Why Is Incident Response a Critical Cybersecurity Consideration?
With breaches almost inevitable, organizations need resilience against cyberthreats.
The cybersecurity landscape changes rapidly.
Modern organizations face unprecedented threats to their critical information assets and data. In previous years, the mindset of many cybersecurity professionals and business leaders was focused on avoiding attacks and building a strong perimeter to deflect them. However, more recently this approach has shifted, and these leaders now understand that attacks are inevitable. With this fundamental shift in thinking, cybersecurity professionals must build strong incident response programs that are capable of detecting threats in a timely manner and responding effectively when they occur.
Approaches to incident response may vary by organization, but at its core, incident response is a structured and coordinated approach to handling security breaches. This response occurs with the aim of moving as quickly and efficiently as possible from the initial detection of an incident to final resolution. Strong, well-coordinated incident response efforts achieve this with as little impact on business operations as possible, allowing the organization to balance business requirements with cybersecurity objectives.
48%
The percentage of organizations that say they lack the budget to obtain the tools and technologies needed to support incident response
Source: SANS Institute, “SANS 2019 Incident Response (IR) Survey: It’s Time for a Change,” July 2019
The World Has Changed
Dramatic changes in the cybersecurity threat landscape began to alter the philosophy of cybersecurity professionals in recent years. While they once had the goal of building impenetrable defenses to keep attackers at bay, the greater sophistication of adversaries and the increased complexity of operating environments have rendered this approach virtually impossible. Organizations are left with one overarching security problem: There is simply no way to guarantee that they will be able to keep cybercriminals from establishing a foothold within their organization’s technology environment. The threat is real, and the risk of compromise is no longer a matter of if, but when.

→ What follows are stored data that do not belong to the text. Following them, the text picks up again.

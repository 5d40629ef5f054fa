use crate::command::{Registry, Streams};
use crate::config::Config;
use crate::env::Environment;
use crate::executor::{ExecError, Executor};
use crate::expander::{ExpandError, Expander};
use crate::lexer::{self, LexError};
use crate::parser::{self, ParseError};
use rustyline::DefaultEditor;
use rustyline::error::ReadlineError;
use thiserror::Error;

/// Why a line failed, tagged with the stage that rejected it.
#[derive(Debug, Error)]
pub enum ShellError {
    #[error("lexical analysis failed: {0}")]
    Lex(#[from] LexError),
    #[error("parsing failed: {0}")]
    Parse(#[from] ParseError),
    #[error("expansion failed: {0}")]
    Expand(#[from] ExpandError),
    #[error(transparent)]
    Exec(#[from] ExecError),
}

/// A shell session: the environment, the builtins, and the line pipeline
/// tokenize → parse → expand → execute.
///
/// Example
/// ```
/// use shell_interpreter::{Interpreter, MemReader, MemWriter, Streams};
/// let mut sh = Interpreter::default();
/// sh.eval_with("GREETING=hello", Streams::new(MemReader::new(""), MemWriter::new())).unwrap();
///
/// let (out, handle) = MemWriter::with_handle();
/// sh.eval_with("echo $GREETING world | wc", Streams::new(MemReader::new(""), out)).unwrap();
/// assert_eq!(MemWriter::contents(&handle), "1 2 12\n");
/// ```
pub struct Interpreter {
    config: Config,
    env: Environment,
    registry: Registry,
    expander: Expander,
}

impl Interpreter {
    /// Start a session over a snapshot of the process environment.
    pub fn new(config: Config, registry: Registry) -> Self {
        Self {
            expander: Expander::new(config.prefix_fallback),
            env: Environment::new(),
            config,
            registry,
        }
    }

    pub fn config(&self) -> &Config {
        &self.config
    }

    pub fn env(&self) -> &Environment {
        &self.env
    }

    pub fn env_mut(&mut self) -> &mut Environment {
        &mut self.env
    }

    /// Evaluate one line against the process's real standard streams.
    pub fn eval(&mut self, line: &str) -> Result<(), ShellError> {
        self.eval_with(line, Streams::inherited())
    }

    /// Evaluate one line with the given input and output.
    ///
    /// Blank lines succeed without doing anything. Lexing, parsing and expansion all
    /// finish before anything runs, so a line rejected by one of them has no effect.
    pub fn eval_with(&mut self, line: &str, streams: Streams) -> Result<(), ShellError> {
        if line.trim().is_empty() {
            return Ok(());
        }

        let tokens = lexer::tokenize(line)?;
        tracing::debug!(?tokens, "tokenized");
        let ast = parser::parse(tokens)?;
        tracing::debug!(%ast, "parsed");
        let expanded = self.expander.expand(&ast, &mut self.env)?;

        Executor::new(&self.registry).execute_with(&expanded, &mut self.env, streams)?;
        Ok(())
    }

    /// Read-Eval-Print Loop over the terminal.
    ///
    /// Errors of a line are printed and the loop goes on. Ctrl-C abandons the current
    /// line, Ctrl-D ends the session.
    pub fn repl(&mut self) -> anyhow::Result<()> {
        let mut rl = DefaultEditor::new()?;
        if let Some(path) = &self.config.history {
            if let Err(e) = rl.load_history(path) {
                tracing::debug!(path = %path.display(), error = %e, "no history loaded");
            }
        }

        loop {
            let prompt = self.config.prompt.clone();
            match rl.readline(&prompt) {
                Ok(line) => {
                    if line.trim().is_empty() {
                        continue;
                    }
                    self.remember(&mut rl, &line);
                    if let Err(err) = self.eval(&line) {
                        eprintln!("Error: {err}");
                    }
                }
                Err(ReadlineError::Interrupted) => continue,
                Err(ReadlineError::Eof) => break,
                Err(err) => return Err(err.into()),
            }
        }

        Ok(())
    }

    /// Record `line` in the editor's history and on disk right away, so a line that
    /// ends the process (`exit`) is not lost.
    fn remember(&self, rl: &mut DefaultEditor, line: &str) {
        if let Err(e) = rl.add_history_entry(line) {
            tracing::warn!(error = %e, "failed to add history entry");
        }
        if let Some(path) = &self.config.history {
            if let Err(e) = rl.append_history(path) {
                tracing::warn!(path = %path.display(), error = %e, "failed to save history");
            }
        }
    }
}

impl Default for Interpreter {
    /// Default configuration with the standard builtins.
    fn default() -> Self {
        Self::new(Config::default(), Registry::default())
    }
}

#[cfg(test)]
mod tests {
    use super::*;
    use crate::io_adapters::{MemReader, MemWriter};

    fn eval(sh: &mut Interpreter, line: &str) -> (Result<(), ShellError>, String) {
        let (out, handle) = MemWriter::with_handle();
        let result = sh.eval_with(line, Streams::new(MemReader::new(""), out));
        (result, MemWriter::contents(&handle))
    }

    fn interpreter() -> Interpreter {
        let mut sh = Interpreter::default();
        sh.env_mut().clear_local();
        sh
    }

    #[test]
    fn test_blank_lines_are_ignored() {
        let mut sh = interpreter();
        for line in ["", "   ", "\t"] {
            let (result, out) = eval(&mut sh, line);
            assert!(result.is_ok());
            assert!(out.is_empty());
        }
    }

    #[test]
    fn test_errors_name_their_stage() {
        let mut sh = interpreter();
        let message = |sh: &mut Interpreter, line| eval(sh, line).0.unwrap_err().to_string();

        assert_eq!(
            message(&mut sh, "echo 'abc"),
            "lexical analysis failed: unclosed single quote"
        );
        assert_eq!(
            message(&mut sh, "echo |"),
            "parsing failed: empty command after pipe"
        );
        assert_eq!(
            message(&mut sh, "echo ${X"),
            "expansion failed: unterminated ${ variable"
        );
        assert_eq!(
            message(&mut sh, "grep x"),
            "command grep exited with code 1"
        );
    }

    #[test]
    fn test_assignments_across_lines() {
        let mut sh = interpreter();
        assert!(eval(&mut sh, "X=5").0.is_ok());
        assert_eq!(eval(&mut sh, "echo $X").1, "5\n");

        assert_eq!(eval(&mut sh, "TEMP=t echo $TEMP").1, "t\n");
        assert_eq!(eval(&mut sh, "echo '$HOME'").1, "$HOME\n");
        assert_eq!(sh.env().get("TEMP"), None);

        assert!(eval(&mut sh, "X=foo Y=$X").0.is_ok());
        assert_eq!(sh.env().get("Y"), Some("foo"));
    }

    #[test]
    fn test_failed_line_leaves_environment_untouched() {
        let mut sh = interpreter();
        assert!(matches!(
            eval(&mut sh, "A=1 B=${oops echo").0,
            Err(ShellError::Expand(ExpandError::UnterminatedBrace))
        ));
        assert_eq!(sh.env().get("A"), None);
    }

    #[test]
    fn test_prefix_fallback_follows_config() {
        let mut sh = interpreter();
        eval(&mut sh, "VAR=value").0.unwrap();
        assert_eq!(eval(&mut sh, "echo $VAR_suffix").1, "value_suffix\n");

        let config = Config {
            prefix_fallback: false,
            ..Config::default()
        };
        let mut posix = Interpreter::new(config, Registry::default());
        eval(&mut posix, "VAR=value").0.unwrap();
        assert_eq!(eval(&mut posix, "echo $VAR_suffix").1, "\n");
    }

    #[test]
    fn test_command_name_from_variables() {
        let mut sh = interpreter();
        eval(&mut sh, "X=ec").0.unwrap();
        eval(&mut sh, "Y=ho").0.unwrap();
        assert_eq!(eval(&mut sh, "$X$Y hi").1, "hi\n");
    }
}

This new environment is the result of a combination of factors coming together at the same time. First, cybersecurity threat actors have become far more sophisticated. Nation-states and cybercriminals now leverage vast networks of attackers with advanced capabilities. These capabilities allow attackers to penetrate virtually any target, given enough time and patience. Second, these actors are targeting a broad range of interests. While advanced persistent threats once focused exclusively on high-value government targets, their reach now extends to businesses and nonprofits with information or resources that might advance the attacker’s interests. As a result, organizations of all sizes are paying significantly more attention to cybersecurity. A robust security program is no longer a “nice to have” item but a strategic imperative.
From Perimeter Defense to Defense in Depth
At the same time that the threat environment changed, the technology environments of every organization across all industries became more complex. In the old model of computing, employees traveled to work in a central office every day and used the computers sitting on their desks to access servers maintained in the data center located in the building’s basement. In today’s business environment, users are spread around the world and need to access information at all times of the day and night from both corporate and personal devices. That data is no longer contained in a single data center but spread across multiple data centers and cloud service providers.
Defending the network of yesterday was a fairly straightforward task. Network security professionals built a strong perimeter around an organization’s physical facilities and focused their efforts on keeping unauthorized people from accessing internal resources. Today, this perimeter approach has become ineffective. There are simply far too many endpoints distributed in far too many locations to make it practical to build this type of monolithic defense. When attackers have many potential targets, they can simply turn their attention to the weakest link in the chain to establish a foothold in an organization. Why attack a well-defended perimeter when they can simply launch a phishing attack against an administrative assistant instead?
The defense-in-depth approach to cybersecurity addresses this issue. Instead of relying on a few monolithic security controls, organizations build a set of overlapping controls designed to achieve the same objective. If one control fails, the others can pick up the slack. While it might not be possible to prevent all attacks from succeeding, the defense-in-depth approach makes the attacker’s job harder and provides defenders with more time to potentially detect and deflect an attack. Minimizing dwell time, the time that an attacker remains on a network undetected, becomes crucial because the longer the dwell time, the more damage an attacker can do. A 2020 report from FireEye determined that the median global dwell time fell from 78 days in 2018 to 56 days in 2019. Among the factors the report identified as contributing to this decline were “the vigilance of security staff and investments in advanced technology and managed detection and response (MDR) services.”
In the end, it all comes down to preparedness. Organizations that think about incident response in advance find themselves much better positioned to react when an incident occurs. They have asset tracking and other security controls in place that provide visibility into their operating environments. They understand their priorities and can quickly determine what data and systems are essential as they work to restore operations after a security incident.
The stark reality is that many organizations have not tested their incident detection and response capabilities. They don’t know what tools they have at their disposal or how to use them properly during an incident response effort. This slows down response activities in an environment where quick detection and response are critical to protecting data. Attackers who are skilled and organized can take advantage of unprepared targets and extend their dwell time, allowing them to steal money, intellectual property and sensitive information.